Saved data entries:
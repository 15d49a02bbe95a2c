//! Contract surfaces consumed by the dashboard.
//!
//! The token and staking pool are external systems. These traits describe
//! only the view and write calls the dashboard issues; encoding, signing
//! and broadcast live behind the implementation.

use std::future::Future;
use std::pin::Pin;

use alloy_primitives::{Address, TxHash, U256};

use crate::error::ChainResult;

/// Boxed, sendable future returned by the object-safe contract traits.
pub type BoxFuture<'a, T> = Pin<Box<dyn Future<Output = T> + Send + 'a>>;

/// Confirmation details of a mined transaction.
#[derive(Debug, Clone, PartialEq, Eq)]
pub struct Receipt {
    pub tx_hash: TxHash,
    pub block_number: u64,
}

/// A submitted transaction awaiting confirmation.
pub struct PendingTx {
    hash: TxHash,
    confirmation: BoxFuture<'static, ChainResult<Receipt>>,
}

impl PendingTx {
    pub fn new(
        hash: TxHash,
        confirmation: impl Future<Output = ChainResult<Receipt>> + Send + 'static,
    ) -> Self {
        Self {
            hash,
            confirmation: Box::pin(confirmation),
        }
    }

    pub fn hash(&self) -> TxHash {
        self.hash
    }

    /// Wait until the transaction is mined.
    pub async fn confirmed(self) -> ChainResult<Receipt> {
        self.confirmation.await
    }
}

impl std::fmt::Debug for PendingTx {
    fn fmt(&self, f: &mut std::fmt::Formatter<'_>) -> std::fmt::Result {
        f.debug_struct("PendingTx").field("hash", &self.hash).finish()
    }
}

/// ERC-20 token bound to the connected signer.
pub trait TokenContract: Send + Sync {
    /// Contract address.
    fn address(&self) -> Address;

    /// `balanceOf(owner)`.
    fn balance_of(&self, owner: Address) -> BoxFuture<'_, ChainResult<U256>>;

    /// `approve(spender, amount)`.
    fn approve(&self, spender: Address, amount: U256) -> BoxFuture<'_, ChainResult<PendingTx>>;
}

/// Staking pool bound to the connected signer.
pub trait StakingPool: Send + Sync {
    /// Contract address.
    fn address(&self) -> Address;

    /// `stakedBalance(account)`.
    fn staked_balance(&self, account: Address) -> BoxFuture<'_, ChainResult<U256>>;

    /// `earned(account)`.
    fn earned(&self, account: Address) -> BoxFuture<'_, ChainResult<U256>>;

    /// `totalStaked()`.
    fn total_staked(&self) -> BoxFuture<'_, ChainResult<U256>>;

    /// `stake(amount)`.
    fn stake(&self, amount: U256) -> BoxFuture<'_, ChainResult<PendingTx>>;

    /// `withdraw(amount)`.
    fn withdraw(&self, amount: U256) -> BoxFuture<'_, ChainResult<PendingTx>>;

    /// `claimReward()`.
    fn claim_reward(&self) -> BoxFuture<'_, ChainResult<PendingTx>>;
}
---
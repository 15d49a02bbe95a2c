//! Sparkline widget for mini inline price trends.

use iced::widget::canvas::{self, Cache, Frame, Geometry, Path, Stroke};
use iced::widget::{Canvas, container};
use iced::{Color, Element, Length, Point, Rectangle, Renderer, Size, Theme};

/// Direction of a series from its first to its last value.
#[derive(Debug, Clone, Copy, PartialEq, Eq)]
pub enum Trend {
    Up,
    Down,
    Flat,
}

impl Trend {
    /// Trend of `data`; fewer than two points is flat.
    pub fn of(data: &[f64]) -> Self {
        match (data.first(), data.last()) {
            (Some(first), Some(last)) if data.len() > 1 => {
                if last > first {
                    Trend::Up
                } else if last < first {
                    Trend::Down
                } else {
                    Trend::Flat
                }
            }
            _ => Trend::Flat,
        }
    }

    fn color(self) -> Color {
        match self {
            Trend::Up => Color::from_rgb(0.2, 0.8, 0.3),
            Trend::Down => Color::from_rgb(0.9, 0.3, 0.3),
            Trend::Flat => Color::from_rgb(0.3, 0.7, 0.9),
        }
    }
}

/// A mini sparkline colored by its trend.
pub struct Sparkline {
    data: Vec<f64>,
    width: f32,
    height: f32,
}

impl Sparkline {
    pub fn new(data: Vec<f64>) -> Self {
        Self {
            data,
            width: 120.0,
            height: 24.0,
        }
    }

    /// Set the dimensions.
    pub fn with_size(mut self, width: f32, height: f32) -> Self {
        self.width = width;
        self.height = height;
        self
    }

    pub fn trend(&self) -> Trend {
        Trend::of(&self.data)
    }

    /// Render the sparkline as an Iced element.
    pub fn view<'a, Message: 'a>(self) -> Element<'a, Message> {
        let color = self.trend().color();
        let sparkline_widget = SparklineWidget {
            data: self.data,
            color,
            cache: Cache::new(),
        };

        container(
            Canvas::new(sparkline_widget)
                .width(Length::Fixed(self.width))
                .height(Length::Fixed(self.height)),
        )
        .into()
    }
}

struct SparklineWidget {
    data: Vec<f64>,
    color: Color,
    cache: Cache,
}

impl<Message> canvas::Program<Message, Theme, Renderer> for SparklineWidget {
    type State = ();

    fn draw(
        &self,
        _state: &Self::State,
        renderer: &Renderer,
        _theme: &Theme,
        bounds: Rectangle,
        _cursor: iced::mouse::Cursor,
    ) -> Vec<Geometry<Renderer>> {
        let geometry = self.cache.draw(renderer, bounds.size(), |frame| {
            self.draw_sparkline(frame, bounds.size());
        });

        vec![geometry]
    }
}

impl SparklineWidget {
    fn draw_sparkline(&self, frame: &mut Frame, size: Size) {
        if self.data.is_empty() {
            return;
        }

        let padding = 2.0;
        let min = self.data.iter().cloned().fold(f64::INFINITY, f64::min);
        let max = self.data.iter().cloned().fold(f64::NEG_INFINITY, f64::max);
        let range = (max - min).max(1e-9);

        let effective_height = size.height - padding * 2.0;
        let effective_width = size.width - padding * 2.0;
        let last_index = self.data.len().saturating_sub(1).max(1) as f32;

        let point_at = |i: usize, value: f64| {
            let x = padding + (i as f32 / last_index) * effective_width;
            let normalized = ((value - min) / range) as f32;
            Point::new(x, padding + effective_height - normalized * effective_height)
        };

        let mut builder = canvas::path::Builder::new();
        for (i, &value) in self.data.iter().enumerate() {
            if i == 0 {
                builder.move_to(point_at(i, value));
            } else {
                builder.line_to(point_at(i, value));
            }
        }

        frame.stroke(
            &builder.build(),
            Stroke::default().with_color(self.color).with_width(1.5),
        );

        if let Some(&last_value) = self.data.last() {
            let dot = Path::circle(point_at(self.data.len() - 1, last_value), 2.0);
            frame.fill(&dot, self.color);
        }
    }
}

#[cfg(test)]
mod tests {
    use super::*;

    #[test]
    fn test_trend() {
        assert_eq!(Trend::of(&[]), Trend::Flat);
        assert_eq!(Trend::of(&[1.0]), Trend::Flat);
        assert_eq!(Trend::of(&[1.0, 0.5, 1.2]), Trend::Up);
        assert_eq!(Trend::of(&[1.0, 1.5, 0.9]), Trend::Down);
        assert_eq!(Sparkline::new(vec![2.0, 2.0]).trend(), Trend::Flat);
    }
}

Brief: Look back at the data above. Transcribe exactly the lines starting at the line that contains "let x = padding" and ending at the line that contains "assert_eq!(Trend::of(&[1.0, 1.5, 0.9]), Trend::Down);".

Response to this task:
            let x = padding + (i as f32 / last_index) * effective_width;
            let normalized = ((value - min) / range) as f32;
            Point::new(x, padding + effective_height - normalized * effective_height)
        };

        let mut builder = canvas::path::Builder::new();
        for (i, &value) in self.data.iter().enumerate() {
            if i == 0 {
                builder.move_to(point_at(i, value));
            } else {
                builder.line_to(point_at(i, value));
            }
        }

        frame.stroke(
            &builder.build(),
            Stroke::default().with_color(self.color).with_width(1.5),
        );

        if let Some(&last_value) = self.data.last() {
            let dot = Path::circle(point_at(self.data.len() - 1, last_value), 2.0);
            frame.fill(&dot, self.color);
        }
    }
}

#[cfg(test)]
mod tests {
    use super::*;

    #[test]
    fn test_trend() {
        assert_eq!(Trend::of(&[]), Trend::Flat);
        assert_eq!(Trend::of(&[1.0]), Trend::Flat);
        assert_eq!(Trend::of(&[1.0, 0.5, 1.2]), Trend::Up);
        assert_eq!(Trend::of(&[1.0, 1.5, 0.9]), Trend::Down);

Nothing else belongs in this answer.